I'm so sorry. I was totally wrong. This hasn't to do anything with ld.so. When I tested my code on non-Gentoo machines, I also compiled it on them. (And had no issues.) But if I use the binary built under Gentoo, I see the same strange behaviour on those non-Gentoo machines. Thus, it is clearly a compiler issue and ld.so is not to blame for it. I will move to the recently stabilized GCC asap. Hope that will fix it.
After an upgrade, my code: --- program.cpp --- int main(void) { return 0; } --- program.cpp --- $ g++ -g program.cpp $ valgrind ./a.out produced the error, until i did: # emerge -C valgrind # emerge =valgrind-3.3.1 # after this I get no errors # emerge -C valgrind # emerge valgrind # means version 3.4.0 after the reinstall I can't reproduce it. (with gcc 4.1.2 on a Core2Duo in x86 mode (not 64 bit).)
yes, on my x86 systems where i could reproduce, i rebuilt glibc and no longer get the valgrind warnings
*** Bug 271596 has been marked as a duplicate of this bug. ***
I get a long list of errors with *any* executable in valgrind. For example "valgrind ls" or "valgrind ldd" (ldd is a static executable). Or anything else. This is with glibc-2.10.1. Although it's a different glibc version that the version this bug is about, I'm not opening a new bug since someone already did (but 271596) but it got marked as duplicate of this one. I'm attaching the errors and my emerge --info.
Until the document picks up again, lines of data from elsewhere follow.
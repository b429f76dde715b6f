//! NVM adaptation layer between a BLE host stack and a record database.
//!
//! The stack persists three kinds of records: security bonds, GATT server
//! state and the device identity. This crate routes them into two stores,
//! walks each store with a long-lived cursor, and holds flash operations
//! back while the radio is about to transmit.
//!
//! # Architecture
//!
//! The crate is organized into two layers:
//!
//! ## Domain Layer (`domain`)
//! Pure rules with no infrastructure dependencies:
//! - **Entities**: `StoreHandle` with cursor state
//! - **Value Objects**: `StoreId`, `RecordType`, `SeekMode`, `SysTime`, `NvmConfig`
//! - **Services**: `StoreRouter`, `seek`, `RadioTimingGate`
//! - **Ports**: `RecordDatabase`, `SysClock`, `RadioScheduler`, `FlashGate`
//!
//! ## Adapter Layer (`adapters`)
//! Concrete implementations:
//! - **`NvmAdapter`**: The façade the stack calls (`add`, `get`, `compare`, `discard`)
//! - **`legacy`**: Raw modes and integer status codes
//! - **`MemoryRecordDb`**: RAM database (requires `alloc`)
//! - **`NorFlashRecordDb`**: NOR flash database (requires `embedded-storage`)
//!
//! # Quick Start
//!
//! ```
//! use blenvm_adapters::{MemoryRecordDb, NvmAdapter, NvmConfig, RecordType, SeekMode};
//!
//! let db = MemoryRecordDb::with_capacity(1024, 256);
//! let mut nvm = NvmAdapter::new(db, NvmConfig::default()).unwrap();
//!
//! nvm.add(RecordType::SECURITY, b"ltk", b"").unwrap();
//!
//! let mut buf = [0u8; 8];
//! let len = nvm.get(SeekMode::First, RecordType::SECURITY, 0, &mut buf).unwrap();
//! assert_eq!(&buf[..len], b"ltk");
//! ```
//!
//! # Features
//!
//! - `alloc`: Enable `MemoryRecordDb`
//! - `embedded-storage`: Enable `NorFlashRecordDb` over `embedded-storage` NOR flash
//! - `embedded-hal`: Enable `PinProbe` timing probe
//! - `std`: Build against the standard library
//! - `log`: Enable logging support
//! - `defmt`: Enable defmt logging for embedded

#![cfg_attr(not(any(test, feature = "std")), no_std)]
#![warn(missing_docs)]

// Core layers
pub mod domain;
pub mod adapters;

// Re-export commonly used types for convenience
pub use domain::{
    seek, AlwaysPermit, CompareOutcome, CursorState, DbError, DiscardMode, FlashGate, HandlePair,
    NvmConfig, NvmError, RadioScheduler, RadioTimingGate, RecordDatabase, RecordType, SeekMode,
    StoreHandle, StoreId, StoreRouter, SysClock, SysTime,
};

pub use adapters::{legacy, DebugProbe, NoProbe, NvmAdapter};

#[cfg(feature = "embedded-hal")]
pub use adapters::PinProbe;

#[cfg(feature = "alloc")]
pub use adapters::{MemoryCursor, MemoryRecordDb, StoredRecord};

#[cfg(feature = "embedded-storage")]
pub use adapters::{
    FlashLayout, FlashTiming, LayoutError, NorCursor, NorFlashRecordDb, StoreRegion,
};
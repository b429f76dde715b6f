//! Domain entities for the adaptation layer.
//!
//! Entities are objects that have identity and lifecycle. Here the entity is
//! a `StoreHandle`: one long-lived cursor per record store.

mod cursor_state;
mod handle_pair;
mod store_handle;

pub use cursor_state::CursorState;
pub use handle_pair::HandlePair;
pub use store_handle::StoreHandle;
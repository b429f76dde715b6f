//! Build-time routing configuration.

use super::RecordType;

/// Configuration of the store router.
///
/// The identity tag is fixed when the stack is built; it is not negotiated
/// at runtime.
#[derive(Debug, Clone, Copy, PartialEq, Eq)]
#[cfg_attr(feature = "defmt", derive(defmt::Format))]
pub struct NvmConfig {
    identity_record_type: RecordType,
}

impl NvmConfig {
    /// Create a configuration routing `identity_record_type` to the identity store.
    ///
    /// # Panics
    ///
    /// Panics if `identity_record_type` is the wildcard [`RecordType::ANY`],
    /// which must keep routing to the security/GATT store.
    pub const fn new(identity_record_type: RecordType) -> Self {
        assert!(
            !identity_record_type.is_any(),
            "identity record type cannot be the wildcard"
        );
        Self { identity_record_type }
    }

    /// The record type stored in the device identity store.
    #[inline]
    pub const fn identity_record_type(&self) -> RecordType {
        self.identity_record_type
    }
}

impl Default for NvmConfig {
    fn default() -> Self {
        Self::new(RecordType::DEVICE_ID)
    }
}
//! Value objects for the domain layer.
//!
//! Value objects are immutable, validated data types that represent
//! concepts in the domain model.

mod compare;
mod nvm_config;
mod record_type;
mod seek_mode;
mod store_id;
mod sys_time;

pub use compare::{compare_record_bytes, CompareOutcome};
pub use nvm_config::NvmConfig;
pub use record_type::RecordType;
pub use seek_mode::{DiscardMode, SeekMode};
pub use store_id::StoreId;
pub use sys_time::SysTime;
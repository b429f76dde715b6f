//! Store router - maps record types to stores and tracks the current store.

use crate::domain::value_objects::{NvmConfig, RecordType, StoreId};

/// Routes each record type to one of the two stores.
///
/// The router also owns the current-store selection. `add` and `get`
/// reselect through [`select`](Self::select); `compare` and `discard` read
/// [`current`](Self::current) and act on the store last addressed.
#[derive(Debug, Clone, Copy, PartialEq, Eq)]
pub struct StoreRouter {
    config: NvmConfig,
    current: StoreId,
}

impl StoreRouter {
    /// Create a router with the security/GATT store selected.
    pub const fn new(config: NvmConfig) -> Self {
        Self {
            config,
            current: StoreId::SecurityGatt,
        }
    }

    /// The store `record_type` belongs to.
    ///
    /// Only the configured identity type routes to the identity store;
    /// every other tag, including [`RecordType::ANY`], routes to the
    /// security/GATT store.
    #[inline]
    pub const fn route(&self, record_type: RecordType) -> StoreId {
        if record_type.value() == self.config.identity_record_type().value() {
            StoreId::DeviceIdentity
        } else {
            StoreId::SecurityGatt
        }
    }

    /// Make the store of `record_type` current and return it.
    #[inline]
    pub fn select(&mut self, record_type: RecordType) -> StoreId {
        self.current = self.route(record_type);
        self.current
    }

    /// The store last selected.
    #[inline]
    pub const fn current(&self) -> StoreId {
        self.current
    }

    /// The routing configuration.
    #[inline]
    pub const fn config(&self) -> &NvmConfig {
        &self.config
    }
}

impl Default for StoreRouter {
    fn default() -> Self {
        Self::new(NvmConfig::default())
    }
}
Created attachment 194570 [details] valgrind ldd
Created attachment 194571 [details] emerge --info
OK, it seems I found the solution. Valgrind can't cope with the new, sse-optimized strlen function of glibc 2.10.1 on amd64. Fedora is applying a patch for this: valgrind-3.4.1-x86_64-ldso-strlen.patch as well as another, glibc 2.10.1 specific one: valgrind-3.4.1-glibc-2.10.1.patch Those patches can be found at: http://cvs.fedoraproject.org/viewvc/rpms/valgrind/F-11 However, the strlen patch (the one we need) does not work with Gentoo unless glibc is emerged with debug symbols enabled: valgrind: Fatal error at startup: a function redirection valgrind: which is mandatory for this platform-tool combination valgrind: cannot be set up. Details of the redirection are: valgrind: valgrind: A must-be-redirected function valgrind: whose name matches the pattern: strlen valgrind: in an object with soname matching: ld-linux-x86-64.so.2 valgrind: was not found whilst processing valgrind: symbols from the object with soname: ld-linux-x86-64.so.2 valgrind: valgrind: Possible fix: install glibc's debuginfo package on this machine. valgrind: valgrind: Cannot continue -- exiting now. Sorry.
could you file a new bug about that (as that would be assigned to the valgrind maintainer) and have it block this bug please ?
(In reply to comment #20) > could you file a new bug about that (as that would be assigned to the valgrind > maintainer) and have it block this bug please ? Done.